2020-2021 / Generative Mixed Media
As a visual artist and software engineer, Helena finds inspiration in unifying patterns of nature and computation. She uses Generative Adversarial Networks (GANs) that reveal some of these patterns and reassembles them in intriguing ways. She strives for her generative artwork to be not only interesting and aesthetically pleasing, but to reflect the characteristics of her analog art—improvised, bold, and deeply personal.
The Leaves of Manifold artists’ book distills more than two years of training GAN models on datasets of photos of flowering pear leaves, maple, and sweetgum leaves. The book format lets her showcase many generated images at once, in their beauty and/or goofiness. Adding words gives the imagery additional dimension. Helena’s books invite the viewer to look at the book as a collage—of words and images, of pages—sometimes linear, but inside could be intuitive, counter-intuitive, or absurd. This title plays on the Leaves of Grass poem by Walt Whitman.

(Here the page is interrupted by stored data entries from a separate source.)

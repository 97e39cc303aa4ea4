//! Numeric promotion and primitive operators.
//!
//! Everything here is local computation on values that were already fetched
//! from the debuggee; results are new primitive values. The rules follow the
//! Java Language Specification: unary promotion widens `byte`, `short` and
//! `char` to `int`, binary promotion picks the widest of `int < long < float <
//! double`, integral arithmetic wraps, and floating point follows IEEE 754.

use std::fmt;

use nova_jdi::{JdiValue, PrimitiveKind};

use crate::error::EvaluationError;

#[derive(Clone, Copy, Debug, PartialEq, Eq)]
pub enum UnaryOp {
    Plus,
    Minus,
    Not,
    /// Bitwise complement (`~`).
    Twiddle,
}

impl UnaryOp {
    pub fn symbol(self) -> &'static str {
        match self {
            UnaryOp::Plus => "+",
            UnaryOp::Minus => "-",
            UnaryOp::Not => "!",
            UnaryOp::Twiddle => "~",
        }
    }
}

#[derive(Clone, Copy, Debug, PartialEq, Eq)]
pub enum BinaryOp {
    Add,
    Sub,
    Mul,
    Div,
    Rem,
    Shl,
    Shr,
    UShr,
    /// `&`: bitwise on integral operands, logical (non short-circuit) on booleans.
    And,
    Or,
    Xor,
    Lt,
    Le,
    Gt,
    Ge,
    Eq,
    Ne,
}

impl BinaryOp {
    pub fn symbol(self) -> &'static str {
        match self {
            BinaryOp::Add => "+",
            BinaryOp::Sub => "-",
            BinaryOp::Mul => "*",
            BinaryOp::Div => "/",
            BinaryOp::Rem => "%",
            BinaryOp::Shl => "<<",
            BinaryOp::Shr => ">>",
            BinaryOp::UShr => ">>>",
            BinaryOp::And => "&",
            BinaryOp::Or => "|",
            BinaryOp::Xor => "^",
            BinaryOp::Lt => "<",
            BinaryOp::Le => "<=",
            BinaryOp::Gt => ">",
            BinaryOp::Ge => ">=",
            BinaryOp::Eq => "==",
            BinaryOp::Ne => "!=",
        }
    }
}

impl fmt::Display for UnaryOp {
    fn fmt(&self, f: &mut fmt::Formatter<'_>) -> fmt::Result {
        f.write_str(self.symbol())
    }
}

impl fmt::Display for BinaryOp {
    fn fmt(&self, f: &mut fmt::Formatter<'_>) -> fmt::Result {
        f.write_str(self.symbol())
    }
}

/// A promoted numeric operand.
#[derive(Clone, Copy, Debug, PartialEq)]
enum Num {
    Int(i32),
    Long(i64),
    Float(f32),
    Double(f64),
}

impl Num {
    fn kind(self) -> PrimitiveKind {
        match self {
            Num::Int(_) => PrimitiveKind::Int,
            Num::Long(_) => PrimitiveKind::Long,
            Num::Float(_) => PrimitiveKind::Float,
            Num::Double(_) => PrimitiveKind::Double,
        }
    }

    fn as_i64(self) -> i64 {
        match self {
            Num::Int(v) => i64::from(v),
            Num::Long(v) => v,
            Num::Float(v) => v as i64,
            Num::Double(v) => v as i64,
        }
    }

    fn as_f64(self) -> f64 {
        match self {
            Num::Int(v) => f64::from(v),
            Num::Long(v) => v as f64,
            Num::Float(v) => f64::from(v),
            Num::Double(v) => v,
        }
    }

    /// Widen to `kind`, which must be at least as wide as `self`.
    fn widen(self, kind: PrimitiveKind) -> Num {
        match kind {
            PrimitiveKind::Long => Num::Long(self.as_i64()),
            PrimitiveKind::Float => Num::Float(match self {
                Num::Int(v) => v as f32,
                Num::Long(v) => v as f32,
                Num::Float(v) => v,
                Num::Double(v) => v as f32,
            }),
            PrimitiveKind::Double => Num::Double(self.as_f64()),
            _ => self,
        }
    }
}

/// Unary numeric promotion of a single operand. `None` for non-numeric values.
fn promoted(value: &JdiValue) -> Option<Num> {
    Some(match *value {
        JdiValue::Byte(v) => Num::Int(i32::from(v)),
        JdiValue::Char(v) => Num::Int(i32::from(v)),
        JdiValue::Short(v) => Num::Int(i32::from(v)),
        JdiValue::Int(v) => Num::Int(v),
        JdiValue::Long(v) => Num::Long(v),
        JdiValue::Float(v) => Num::Float(v),
        JdiValue::Double(v) => Num::Double(v),
        _ => return None,
    })
}

/// Result type of unary numeric promotion.
pub fn unary_promotion(kind: PrimitiveKind) -> PrimitiveKind {
    match kind {
        PrimitiveKind::Byte | PrimitiveKind::Short | PrimitiveKind::Char => PrimitiveKind::Int,
        other => other,
    }
}

/// Result type of binary numeric promotion, or `None` unless both operands are
/// numeric.
pub fn binary_promotion(lhs: PrimitiveKind, rhs: PrimitiveKind) -> Option<PrimitiveKind> {
    if !lhs.is_numeric() || !rhs.is_numeric() {
        return None;
    }
    let rank = |kind: PrimitiveKind| match unary_promotion(kind) {
        PrimitiveKind::Int => 0,
        PrimitiveKind::Long => 1,
        PrimitiveKind::Float => 2,
        _ => 3,
    };
    Some(if rank(lhs) >= rank(rhs) {
        unary_promotion(lhs)
    } else {
        unary_promotion(rhs)
    })
}

fn promoted_pair(lhs: &JdiValue, rhs: &JdiValue) -> Option<(Num, Num)> {
    let (l, r) = (promoted(lhs)?, promoted(rhs)?);
    let kind = binary_promotion(l.kind(), r.kind())?;
    Some((l.widen(kind), r.widen(kind)))
}

fn invalid_unary(op: UnaryOp, value: &JdiValue) -> EvaluationError {
    EvaluationError::InvalidOperand {
        operator: op.symbol().to_string(),
        operands: value.type_name().to_string(),
    }
}

fn invalid_binary(op: BinaryOp, lhs: &JdiValue, rhs: &JdiValue) -> EvaluationError {
    EvaluationError::InvalidOperand {
        operator: op.symbol().to_string(),
        operands: format!("{}, {}", lhs.type_name(), rhs.type_name()),
    }
}

pub fn apply_unary(op: UnaryOp, value: &JdiValue) -> Result<JdiValue, EvaluationError> {
    if op == UnaryOp::Not {
        return value
            .as_bool()
            .map(|b| JdiValue::Boolean(!b))
            .ok_or_else(|| invalid_unary(op, value));
    }
    let num = promoted(value).ok_or_else(|| invalid_unary(op, value))?;
    Ok(match (op, num) {
        (UnaryOp::Plus, n) => from_num(n),
        (UnaryOp::Minus, Num::Int(v)) => JdiValue::Int(v.wrapping_neg()),
        (UnaryOp::Minus, Num::Long(v)) => JdiValue::Long(v.wrapping_neg()),
        (UnaryOp::Minus, Num::Float(v)) => JdiValue::Float(-v),
        (UnaryOp::Minus, Num::Double(v)) => JdiValue::Double(-v),
        (UnaryOp::Twiddle, Num::Int(v)) => JdiValue::Int(!v),
        (UnaryOp::Twiddle, Num::Long(v)) => JdiValue::Long(!v),
        _ => return Err(invalid_unary(op, value)),
    })
}

fn from_num(num: Num) -> JdiValue {
    match num {
        Num::Int(v) => JdiValue::Int(v),
        Num::Long(v) => JdiValue::Long(v),
        Num::Float(v) => JdiValue::Float(v),
        Num::Double(v) => JdiValue::Double(v),
    }
}

/// Apply a binary operator to two already-evaluated operands.
///
/// String concatenation needs the debuggee and is handled by the interpreter
/// before it gets here.
pub fn apply_binary(
    op: BinaryOp,
    lhs: &JdiValue,
    rhs: &JdiValue,
) -> Result<JdiValue, EvaluationError> {
    match op {
        BinaryOp::Eq | BinaryOp::Ne => {
            let equal = equals(op, lhs, rhs)?;
            Ok(JdiValue::Boolean(if op == BinaryOp::Eq { equal } else { !equal }))
        }
        BinaryOp::And | BinaryOp::Or | BinaryOp::Xor => {
            if let (Some(l), Some(r)) = (lhs.as_bool(), rhs.as_bool()) {
                return Ok(JdiValue::Boolean(match op {
                    BinaryOp::And => l & r,
                    BinaryOp::Or => l | r,
                    _ => l ^ r,
                }));
            }
            match integral_pair(lhs, rhs) {
                Some((Num::Int(l), Num::Int(r))) => Ok(JdiValue::Int(match op {
                    BinaryOp::And => l & r,
                    BinaryOp::Or => l | r,
                    _ => l ^ r,
                })),
                Some((l, r)) => {
                    let (l, r) = (l.as_i64(), r.as_i64());
                    Ok(JdiValue::Long(match op {
                        BinaryOp::And => l & r,
                        BinaryOp::Or => l | r,
                        _ => l ^ r,
                    }))
                }
                None => Err(invalid_binary(op, lhs, rhs)),
            }
        }
        BinaryOp::Shl | BinaryOp::Shr | BinaryOp::UShr => shift(op, lhs, rhs),
        BinaryOp::Lt | BinaryOp::Le | BinaryOp::Gt | BinaryOp::Ge => {
            let (l, r) = promoted_pair(lhs, rhs).ok_or_else(|| invalid_binary(op, lhs, rhs))?;
            let ordering = match (l, r) {
                (Num::Int(l), Num::Int(r)) => l.partial_cmp(&r),
                (Num::Long(l), Num::Long(r)) => l.partial_cmp(&r),
                (l, r) => l.as_f64().partial_cmp(&r.as_f64()),
            };
            // NaN compares false against everything.
            let result = ordering.is_some_and(|ordering| match op {
                BinaryOp::Lt => ordering.is_lt(),
                BinaryOp::Le => ordering.is_le(),
                BinaryOp::Gt => ordering.is_gt(),
                _ => ordering.is_ge(),
            });
            Ok(JdiValue::Boolean(result))
        }
        BinaryOp::Add | BinaryOp::Sub | BinaryOp::Mul | BinaryOp::Div | BinaryOp::Rem => {
            let (l, r) = promoted_pair(lhs, rhs).ok_or_else(|| invalid_binary(op, lhs, rhs))?;
            arithmetic(op, l, r)
        }
    }
}

fn integral_pair(lhs: &JdiValue, rhs: &JdiValue) -> Option<(Num, Num)> {
    let both_integral = lhs.primitive_kind().is_some_and(PrimitiveKind::is_integral)
        && rhs.primitive_kind().is_some_and(PrimitiveKind::is_integral);
    if !both_integral {
        return None;
    }
    promoted_pair(lhs, rhs)
}

fn equals(op: BinaryOp, lhs: &JdiValue, rhs: &JdiValue) -> Result<bool, EvaluationError> {
    if let Some((l, r)) = promoted_pair(lhs, rhs) {
        return Ok(match (l, r) {
            (Num::Int(l), Num::Int(r)) => l == r,
            (Num::Long(l), Num::Long(r)) => l == r,
            (Num::Float(l), Num::Float(r)) => l == r,
            (l, r) => l.as_f64() == r.as_f64(),
        });
    }
    match (lhs, rhs) {
        (JdiValue::Boolean(l), JdiValue::Boolean(r)) => Ok(l == r),
        (JdiValue::Null, JdiValue::Null) => Ok(true),
        (JdiValue::Null, JdiValue::Object(_)) | (JdiValue::Object(_), JdiValue::Null) => Ok(false),
        (JdiValue::Object(l), JdiValue::Object(r)) => Ok(l.id == r.id),
        _ => Err(invalid_binary(op, lhs, rhs)),
    }
}

fn shift(op: BinaryOp, lhs: &JdiValue, rhs: &JdiValue) -> Result<JdiValue, EvaluationError> {
    let integral = |value: &JdiValue| {
        value
            .primitive_kind()
            .is_some_and(PrimitiveKind::is_integral)
            .then(|| promoted(value))
            .flatten()
    };
    let (Some(l), Some(r)) = (integral(lhs), integral(rhs)) else {
        return Err(invalid_binary(op, lhs, rhs));
    };
    let distance = r.as_i64();
    // The result type is the promoted left operand; the distance is masked
    // to the width of that type.
    Ok(match l {
        Num::Int(v) => {
            let d = (distance & 0x1f) as u32;
            JdiValue::Int(match op {
                BinaryOp::Shl => v.wrapping_shl(d),
                BinaryOp::Shr => v >> d,
                _ => ((v as u32) >> d) as i32,
            })
        }
        Num::Long(v) => {
            let d = (distance & 0x3f) as u32;
            JdiValue::Long(match op {
                BinaryOp::Shl => v.wrapping_shl(d),
                BinaryOp::Shr => v >> d,
                _ => ((v as u64) >> d) as i64,
            })
        }
        _ => return Err(invalid_binary(op, lhs, rhs)),
    })
}

fn arithmetic(op: BinaryOp, l: Num, r: Num) -> Result<JdiValue, EvaluationError> {
    Ok(match (l, r) {
        (Num::Int(l), Num::Int(r)) => JdiValue::Int(match op {
            BinaryOp::Add => l.wrapping_add(r),
            BinaryOp::Sub => l.wrapping_sub(r),
            BinaryOp::Mul => l.wrapping_mul(r),
            BinaryOp::Div if r == 0 => return Err(EvaluationError::DivisionByZero),
            BinaryOp::Div => l.wrapping_div(r),
            BinaryOp::Rem if r == 0 => return Err(EvaluationError::DivisionByZero),
            _ => l.wrapping_rem(r),
        }),
        (Num::Long(l), Num::Long(r)) => JdiValue::Long(match op {
            BinaryOp::Add => l.wrapping_add(r),
            BinaryOp::Sub => l.wrapping_sub(r),
            BinaryOp::Mul => l.wrapping_mul(r),
            BinaryOp::Div if r == 0 => return Err(EvaluationError::DivisionByZero),
            BinaryOp::Div => l.wrapping_div(r),
            BinaryOp::Rem if r == 0 => return Err(EvaluationError::DivisionByZero),
            _ => l.wrapping_rem(r),
        }),
        (Num::Float(l), Num::Float(r)) => JdiValue::Float(match op {
            BinaryOp::Add => l + r,
            BinaryOp::Sub => l - r,
            BinaryOp::Mul => l * r,
            BinaryOp::Div => l / r,
            _ => l % r,
        }),
        (l, r) => {
            let (l, r) = (l.as_f64(), r.as_f64());
            JdiValue::Double(match op {
                BinaryOp::Add => l + r,
                BinaryOp::Sub => l - r,
                BinaryOp::Mul => l * r,
                BinaryOp::Div => l / r,
                _ => l % r,
            })
        }
    })
}

/// Primitive conversion for a cast expression (`(byte) x`, `(double) y`).
///
/// Narrowing from floating point to `byte`, `short` or `char` goes through
/// `int` first, so `(byte) 1e10` is `-1`.
pub fn convert(value: &JdiValue, target: PrimitiveKind) -> Result<JdiValue, EvaluationError> {
    let cast_error = || EvaluationError::ClassCast {
        from: value.type_name().to_string(),
        to: target.name().to_string(),
    };
    if target == PrimitiveKind::Boolean {
        return value
            .as_bool()
            .map(JdiValue::Boolean)
            .ok_or_else(cast_error);
    }
    let num = promoted(value).ok_or_else(cast_error)?;
    let integral = match num {
        Num::Int(v) => i64::from(v),
        Num::Long(v) => v,
        Num::Float(_) | Num::Double(_) => match target {
            PrimitiveKind::Long => num.as_f64() as i64,
            _ => i64::from(num.as_f64() as i32),
        },
    };
    Ok(match target {
        PrimitiveKind::Byte => JdiValue::Byte(integral as i8),
        PrimitiveKind::Char => JdiValue::Char(integral as u16),
        PrimitiveKind::Short => JdiValue::Short(integral as i16),
        PrimitiveKind::Int => JdiValue::Int(integral as i32),
        PrimitiveKind::Long => JdiValue::Long(integral),
        PrimitiveKind::Float => JdiValue::Float(match num {
            Num::Double(v) => v as f32,
            Num::Float(v) => v,
            _ => integral as f32,
        }),
        PrimitiveKind::Double => JdiValue::Double(match num {
            Num::Double(v) => v,
            Num::Float(v) => f64::from(v),
            _ => integral as f64,
        }),
        PrimitiveKind::Boolean => return Err(cast_error()),
    })
}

For Leaves of Manifold, Helena collected and photographed more than 1000 foliage leaves to use as part of her dataset.
She modified CycleGAN and her own modified version of PGAN, finding that SOTA performs poorly on small, diverse datasets. She also uses GAN chaining heavily. Her hardware setup is a BYO local server, which now includes both NVIDIA Quadro and GeForce GPUs.
Helena uses this proven, repeatable process to deal with GANs and showcase many images as one work. This approach has helped to define her unique design aesthetic.
Visual artist and software engineer Helena Sarin has always worked with cutting-edge technologies for tech companies. At the same time, she has done commission work in watercolor and pastel, as well as in the applied arts like fashion, food, and drink styling and photography. But art and software ran as parallel tracks in her life, all her art being analog, until she discovered GANs (Generative Adversarial Networks). As part of her postGANnism approach for the last couple years, she’s exploring how AI can be used as a tool to create physical artifacts. She’s been making artists’ books—The Book of GANesis was immediately sold out, her GANcommedia Erudita was exhibited at NVIDIAs fall 2020 GTC, and today she’s working on The Book of veGAN. To complement the veGAN pun, Helena also is experimenting with what she calls the potteryGAN—to use GAN inference as the design for functional clayware. Twitter | Instagram
AI can be used by artists as a tool, a collaborator, or a muse, influencing their artwork in different stages of their process. This panel of artists from around the globe will compare how they combine their fine art backgrounds with their futuristic art practices.
This panel discussion with the GTC AI Art Gallery artists, Daniel Ambrosi, Refik Anadol, and Helena Sarin will explore their personal journeys that led to connecting AI and fine art, how the technology has influenced their artistic process, why AI is important in the broader field of fine art, how art education intersects with AI education, and whether AI will be capable of achieving autonomous control over the creative process.